We are suffering a pandemic of slow moving and improperly secured landscaping and repair vehicles in our area. They all go at most 10mph below the speed limit. They're loaded with weed eaters, mowers, ladders, etc. They create long lines of slow moving traffic, spill crap all over the roads and generally make people miserable.

Thanks. Been waiting to get that off my chest.
Spot on and I see it quite often... Guys that do landscaping, cement work, tile, etc. pulling all sorts of crap on beat to death trailers, shoved in the back of vans with the doors wedged open, you name it. How those things are considered the least bit legal/safe is beyond me, but I did recently spot a work truck carrying a load of guys in the back with no tailgate and they got pulled immediately and I imagine that was why. Those guys were literally stacked in the bed of the truck hitting Interstate 85/40 at decent speed with no respect to their safety at all.
 
Just a follow up on this.

The shop I use down the road fixed my truck today with the parts I supplied.

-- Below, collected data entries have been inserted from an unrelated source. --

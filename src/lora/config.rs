//! LoRa region configuration.
//!
//! Region presets carry the regulatory duty cycle used as the default cap
//! for capacity estimates. The default region is chosen at compile time via
//! the `region-*` cargo features.

use crate::CapacityError;
use std::fmt;

/// Frequency band region.
///
/// Determines the duty cycle limit for regulatory compliance.
#[derive(Debug, Clone, Copy, PartialEq, Eq)]
pub enum Region {
    /// EU 863-870 MHz band (1% duty cycle)
    Eu868,
    /// US 902-928 MHz band (more relaxed duty cycle)
    Us915,
    /// Australia 915-928 MHz
    Au915,
    /// Asia 920-923 MHz
    As923,
}

impl Region {
    /// All known regions, in declaration order.
    pub const ALL: [Region; 4] = [Self::Eu868, Self::Us915, Self::Au915, Self::As923];

    /// Get the duty cycle limit for this region (percentage).
    pub fn duty_cycle_percent(self) -> f64 {
        match self {
            Self::Eu868 => 1.0,
            Self::Us915 => 10.0,
            Self::Au915 => 10.0,
            Self::As923 => 1.0,
        }
    }

    /// Duty cycle limit as a fraction of time (0.01 = 1%).
    pub fn duty_cycle(self) -> f64 {
        self.duty_cycle_percent() / 100.0
    }

    /// Short lowercase name, as accepted by [`str::parse`].
    pub fn as_str(self) -> &'static str {
        match self {
            Self::Eu868 => "eu868",
            Self::Us915 => "us915",
            Self::Au915 => "au915",
            Self::As923 => "as923",
        }
    }
}

impl Default for Region {
    fn default() -> Self {
        #[cfg(feature = "region-us915")]
        return Self::Us915;
        #[cfg(feature = "region-au915")]
        return Self::Au915;
        #[cfg(feature = "region-as923")]
        return Self::As923;
        #[cfg(not(any(
            feature = "region-us915",
            feature = "region-au915",
            feature = "region-as923"
        )))]
        Self::Eu868
    }
}

impl std::str::FromStr for Region {
    type Err = CapacityError;

    fn from_str(s: &str) -> Result<Self, Self::Err> {
        let wanted = s.trim().to_lowercase();
        Self::ALL
            .into_iter()
            .find(|r| r.as_str() == wanted)
            .ok_or_else(|| CapacityError::invalid("region", format!("unknown region: {}", s)))
    }
}

impl fmt::Display for Region {
    fn fmt(&self, f: &mut fmt::Formatter<'_>) -> fmt::Result {
        write!(f, "{}", self.as_str())
    }
}

// ==================== Standard LoRa Parameters ====================

/// Spreading factor (SF7 - balanced range/speed).
pub const SPREADING_FACTOR: u8 = 7;

/// Smallest spreading factor defined for LoRa.
pub const MIN_SPREADING_FACTOR: u8 = 6;

/// Largest spreading factor defined for LoRa.
pub const MAX_SPREADING_FACTOR: u8 = 12;

/// Bandwidth in Hz (125 kHz - standard LoRa).
pub const BANDWIDTH_HZ: f64 = 125_000.0;

/// Coding rate denominator (5 = 4/5 coding rate).
pub const CODING_RATE: u8 = 5;

/// Preamble length in symbols.
pub const PREAMBLE_SYMBOLS: u16 = 8;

I really lucked out. One hour labor, cleaning supplies, sales tax: $125+2.50+11.16 = $138.66. The parts were ~$34.

He didn't have to use the doorman intermediate cable. He said it didn't really need it and the end didn't fit the coupler anyway (Doorman). Everything else under the truck looked good he said.

I think it was around a $12 part. Not sure if it's even worth sending back to Rock Auto.